Identification of prochlorperazine dimaleate as a Sortase A inhibitor from FDA libraries for MRSA infection treatment

Abstract

Staphylococcus aureus is acknowledged as an essential contributor to global disease burden, particularly with the emergence of methicillin-resistant S. aureus (MRSA) and vancomycin-resistant S. aureus (VRSA) strains. This study employs a systematic computational and experimental strategy to screen and validate FDA-approved drugs to target Sortase A, an essential enzyme involved in MRSA virulence. Herein, we have identified six molecules exhibiting antimicrobial potency against MRSA and reduced biofilm formation.

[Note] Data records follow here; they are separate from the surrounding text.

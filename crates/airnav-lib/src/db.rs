//! SQLite-backed [`WaypointRepository`].
//!
//! The database holds two tables. `waypoints` has one row per navigable node
//! and `waypoint_connections` one row per *directed* edge. The graph is
//! rebuilt from the full connection table, so nothing here caches.

use std::path::{Path, PathBuf};
use std::sync::{Arc, Mutex, PoisonError};
use std::time::Duration;

use async_trait::async_trait;
use directories::ProjectDirs;
use rusqlite::{params, Connection as Database, OptionalExtension, Row};
use tracing::debug;

use crate::error::{Error, RepositoryError, Result};
use crate::geo::nearest_within;
use crate::model::{Connection, ConnectionType, Waypoint, WaypointType};
use crate::repository::WaypointRepository;

/// Default filename for the waypoint database.
const DATABASE_FILENAME: &str = "waypoints.db";

/// How long SQLite waits on a locked database before failing.
const BUSY_TIMEOUT: Duration = Duration::from_secs(5);

const SCHEMA: &str = "
CREATE TABLE IF NOT EXISTS waypoints (
    id            TEXT PRIMARY KEY,
    terminal_id   TEXT    NOT NULL,
    floor_number  INTEGER NOT NULL DEFAULT 1,
    type          TEXT    NOT NULL,
    name_ko       TEXT,
    name_en       TEXT,
    map_x         REAL    NOT NULL DEFAULT 0,
    map_y         REAL    NOT NULL DEFAULT 0,
    gps_lat       REAL,
    gps_lon       REAL,
    metadata      TEXT,
    is_accessible INTEGER NOT NULL DEFAULT 1
);

CREATE TABLE IF NOT EXISTS waypoint_connections (
    id                   INTEGER PRIMARY KEY AUTOINCREMENT,
    from_waypoint_id     TEXT    NOT NULL,
    to_waypoint_id       TEXT    NOT NULL,
    distance_meters      REAL,
    walking_time_seconds REAL,
    is_accessible        INTEGER NOT NULL DEFAULT 1,
    connection_type      TEXT    NOT NULL DEFAULT 'WALK'
);

CREATE INDEX IF NOT EXISTS idx_connections_from
    ON waypoint_connections (from_waypoint_id);
";

const WAYPOINT_COLUMNS: &str = "id, terminal_id, floor_number, type, name_ko, name_en, \
     map_x, map_y, gps_lat, gps_lon, metadata, is_accessible";

/// Resolve the default database location using platform-specific project directories.
pub fn default_database_path() -> Result<PathBuf> {
    let dirs = ProjectDirs::from("com", "airnav", "airnav").ok_or(Error::ProjectDirsUnavailable)?;
    Ok(dirs.data_dir().join(DATABASE_FILENAME))
}

/// Waypoint repository reading from a SQLite database.
///
/// Queries run on tokio's blocking pool; the single connection is
/// serialized behind a mutex.
#[derive(Debug, Clone)]
pub struct SqliteWaypointRepository {
    database: Arc<Mutex<Database>>,
}

impl SqliteWaypointRepository {
    /// Open (or create) the database at `path`.
    pub fn open(path: &Path) -> std::result::Result<Self, RepositoryError> {
        debug!(path = %path.display(), "opening waypoint database");
        Self::from_database(Database::open(path)?)
    }

    pub fn open_in_memory() -> std::result::Result<Self, RepositoryError> {
        Self::from_database(Database::open_in_memory()?)
    }

    fn from_database(database: Database) -> std::result::Result<Self, RepositoryError> {
        database.busy_timeout(BUSY_TIMEOUT)?;
        Ok(Self {
            database: Arc::new(Mutex::new(database)),
        })
    }

    /// Create the `waypoints` and `waypoint_connections` tables when missing.
    pub fn init_schema(&self) -> std::result::Result<(), RepositoryError> {
        self.lock().execute_batch(SCHEMA)?;
        Ok(())
    }

    /// Insert or replace a waypoint row.
    pub fn insert_waypoint(&self, waypoint: &Waypoint) -> std::result::Result<(), RepositoryError> {
        let metadata = waypoint
            .metadata
            .as_ref()
            .map(serde_json::to_string)
            .transpose()
            .map_err(|source| RepositoryError::Metadata {
                id: waypoint.id.clone(),
                source,
            })?;

        self.lock().execute(
            &format!("INSERT OR REPLACE INTO waypoints ({WAYPOINT_COLUMNS}) VALUES (?1, ?2, ?3, ?4, ?5, ?6, ?7, ?8, ?9, ?10, ?11, ?12)"),
            params![
                waypoint.id,
                waypoint.terminal_id,
                waypoint.floor_number,
                waypoint.kind.as_str(),
                waypoint.name_ko,
                waypoint.name_en,
                waypoint.map_x,
                waypoint.map_y,
                waypoint.gps_lat,
                waypoint.gps_lon,
                metadata,
                waypoint.is_accessible,
            ],
        )?;
        Ok(())
    }

    /// Append a directed connection row.
    pub fn insert_connection(
        &self,
        connection: &Connection,
    ) -> std::result::Result<(), RepositoryError> {
        self.lock().execute(
            "INSERT INTO waypoint_connections (
                from_waypoint_id, to_waypoint_id, distance_meters,
                walking_time_seconds, is_accessible, connection_type
            ) VALUES (?1, ?2, ?3, ?4, ?5, ?6)",
            params![
                connection.from_waypoint_id,
                connection.to_waypoint_id,
                connection.distance_meters,
                connection.walking_time_seconds,
                connection.is_accessible,
                connection.connection_type.as_str(),
            ],
        )?;
        Ok(())
    }

    fn lock(&self) -> std::sync::MutexGuard<'_, Database> {
        self.database.lock().unwrap_or_else(PoisonError::into_inner)
    }

    /// Run `query` against the connection on the blocking pool.
    async fn with_database<T, F>(&self, query: F) -> std::result::Result<T, RepositoryError>
    where
        T: Send + 'static,
        F: FnOnce(&Database) -> std::result::Result<T, RepositoryError> + Send + 'static,
    {
        let database = Arc::clone(&self.database);
        tokio::task::spawn_blocking(move || {
            let guard = database.lock().unwrap_or_else(PoisonError::into_inner);
            query(&guard)
        })
        .await?
    }
}

#[async_trait]
impl WaypointRepository for SqliteWaypointRepository {
    async fn find_by_id(&self, id: &str) -> std::result::Result<Option<Waypoint>, RepositoryError> {
        let id = id.to_string();
        self.with_database(move |database| {
            let row = database
                .query_row(
                    &format!("SELECT {WAYPOINT_COLUMNS} FROM waypoints WHERE id = ?1"),
                    [&id],
                    WaypointRow::from_row,
                )
                .optional()?;
            row.map(WaypointRow::into_waypoint).transpose()
        })
        .await
    }

    async fn get_all_connections(&self) -> std::result::Result<Vec<Connection>, RepositoryError> {
        self.with_database(|database| {
            let mut stmt = database.prepare(
                "SELECT from_waypoint_id, to_waypoint_id, distance_meters,
                        walking_time_seconds, is_accessible, connection_type
                 FROM waypoint_connections
                 ORDER BY from_waypoint_id, to_waypoint_id, id",
            )?;
            let rows = stmt.query_map([], row_to_connection)?;

            let mut connections = Vec::new();
            for row in rows {
                connections.push(row?);
            }
            debug!(count = connections.len(), "loaded waypoint connections");
            Ok(connections)
        })
        .await
    }

    async fn find_nearest_by_gps(
        &self,
        lat: f64,
        lon: f64,
        max_distance_m: f64,
    ) -> std::result::Result<Option<Waypoint>, RepositoryError> {
        self.with_database(move |database| {
            let mut stmt = database.prepare(&format!(
                "SELECT {WAYPOINT_COLUMNS} FROM waypoints
                 WHERE gps_lat IS NOT NULL AND gps_lon IS NOT NULL"
            ))?;
            let rows = stmt.query_map([], WaypointRow::from_row)?;

            let mut candidates = Vec::new();
            for row in rows {
                let row = row?;
                let position = row.gps_lat.zip(row.gps_lon);
                candidates.push((row, position));
            }

            nearest_within((lat, lon), max_distance_m, candidates)
                .map(|(row, _)| row.into_waypoint())
                .transpose()
        })
        .await
    }
}

/// Raw `waypoints` row before metadata decoding.
struct WaypointRow {
    id: String,
    terminal_id: String,
    floor_number: i32,
    kind: String,
    name_ko: Option<String>,
    name_en: Option<String>,
    map_x: f64,
    map_y: f64,
    gps_lat: Option<f64>,
    gps_lon: Option<f64>,
    metadata: Option<String>,
    is_accessible: bool,
}

impl WaypointRow {
    fn from_row(row: &Row<'_>) -> rusqlite::Result<Self> {
        Ok(Self {
            id: row.get(0)?,
            terminal_id: row.get(1)?,
            floor_number: row.get(2)?,
            kind: row.get(3)?,
            name_ko: row.get(4)?,
            name_en: row.get(5)?,
            map_x: row.get(6)?,
            map_y: row.get(7)?,
            gps_lat: row.get(8)?,
            gps_lon: row.get(9)?,
            metadata: row.get(10)?,
            is_accessible: row.get(11)?,
        })
    }

    fn into_waypoint(self) -> std::result::Result<Waypoint, RepositoryError> {
        if self.kind.trim().is_empty() {
            return Err(RepositoryError::InvalidValue {
                column: "waypoints.type",
                value: self.kind,
            });
        }

        let metadata = match self.metadata.as_deref().map(str::trim) {
            None | Some("") => None,
            Some(raw) => Some(serde_json::from_str(raw).map_err(|source| {
                RepositoryError::Metadata {
                    id: self.id.clone(),
                    source,
                }
            })?),
        };

        Ok(Waypoint {
            id: self.id,
            terminal_id: self.terminal_id,
            floor_number: self.floor_number,
            kind: WaypointType::from(self.kind),
            name_ko: self.name_ko,
            name_en: self.name_en,
            map_x: self.map_x,
            map_y: self.map_y,
            gps_lat: self.gps_lat,
            gps_lon: self.gps_lon,
            metadata,
            is_accessible: self.is_accessible,
        })
    }
}

fn row_to_connection(row: &Row<'_>) -> rusqlite::Result<Connection> {
    let connection_type: Option<String> = row.get(5)?;
    Ok(Connection {
        from_waypoint_id: row.get(0)?,
        to_waypoint_id: row.get(1)?,
        distance_meters: row.get(2)?,
        walking_time_seconds: row.get(3)?,
        is_accessible: row.get(4)?,
        connection_type: connection_type
            .map(ConnectionType::from)
            .unwrap_or_default(),
    })
}

#[cfg(test)]
mod tests {
    use super::*;

    fn seeded() -> SqliteWaypointRepository {
        let repo = SqliteWaypointRepository::open_in_memory().expect("open in-memory db");
        repo.init_schema().expect("schema");

        let mut gate = Waypoint::new("GATE_10", "T1", WaypointType::Gate);
        gate.name_en = Some("Gate 10".to_string());
        gate.gps_lat = Some(37.4490);
        gate.gps_lon = Some(126.4510);
        gate.metadata = Some(serde_json::json!({ "gate_number": "10" }));
        repo.insert_waypoint(&gate).expect("insert gate");
        repo.insert_waypoint(&Waypoint::new("CORR_1", "T1", WaypointType::Corridor))
            .expect("insert corridor");

        repo.insert_connection(&Connection::new("CORR_1", "GATE_10", 42.0).with_walking_time(35.0))
            .expect("insert connection");
        repo.insert_connection(
            &Connection::new("GATE_10", "CORR_1", 42.0).with_type(ConnectionType::MovingWalkway),
        )
        .expect("insert connection");
        repo
    }

    #[tokio::test]
    async fn reads_back_waypoint_with_metadata() {
        let repo = seeded();
        let gate = repo
            .find_by_id("GATE_10")
            .await
            .expect("query succeeds")
            .expect("gate exists");

        assert_eq!(gate.kind, WaypointType::Gate);
        assert_eq!(gate.display_name(), "Gate 10");
        assert_eq!(
            gate.metadata.as_ref().and_then(|m| m.get("gate_number")),
            Some(&serde_json::json!("10"))
        );
        assert!(repo.find_by_id("NOPE").await.expect("query succeeds").is_none());
    }

    #[tokio::test]
    async fn connections_are_ordered_by_endpoints() {
        let repo = seeded();
        let connections = repo.get_all_connections().await.expect("query succeeds");

        assert_eq!(connections.len(), 2);
        assert_eq!(connections[0].from_waypoint_id, "CORR_1");
        assert_eq!(connections[0].walking_time_seconds, Some(35.0));
        assert_eq!(connections[1].connection_type, ConnectionType::MovingWalkway);
    }

    #[tokio::test]
    async fn invalid_metadata_is_reported() {
        let repo = seeded();
        repo.lock()
            .execute("UPDATE waypoints SET metadata = '{broken' WHERE id = 'GATE_10'", [])
            .expect("update");

        let error = repo.find_by_id("GATE_10").await.expect_err("bad metadata");
        assert!(matches!(error, RepositoryError::Metadata { ref id, .. } if id == "GATE_10"));
    }

    #[tokio::test]
    async fn nearest_skips_waypoints_without_gps() {
        let repo = seeded();
        let nearest = repo
            .find_nearest_by_gps(37.4491, 126.4510, 100.0)
            .await
            .expect("query succeeds");
        assert_eq!(nearest.map(|w| w.id), Some("GATE_10".to_string()));

        let none = repo
            .find_nearest_by_gps(37.5000, 126.4510, 100.0)
            .await
            .expect("query succeeds");
        assert!(none.is_none());
    }
}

Among the hits obtained, prochlorperazine dimaleate showed potent activity against MRSA while proving non-cytotoxic to hepatocellular Carcinoma (HepG2) cells at inhibitory concentration. Further, it also disrupts the membrane potential and creates pores inside the membrane of MRSA. In vivo thigh infection studies in mice showed that prochlorperazine dimaleate successfully reduced the MRSA infection load. Taken together, we herein report that prochlorperazine dimaleate attenuated the pathogenicity of S. aureus, thus reducing MRSA infection by directly targeting Sortase A. Therefore, prochlorperazine dimaleate can be utilized as an adjuvant therapy for treating MRSA infection.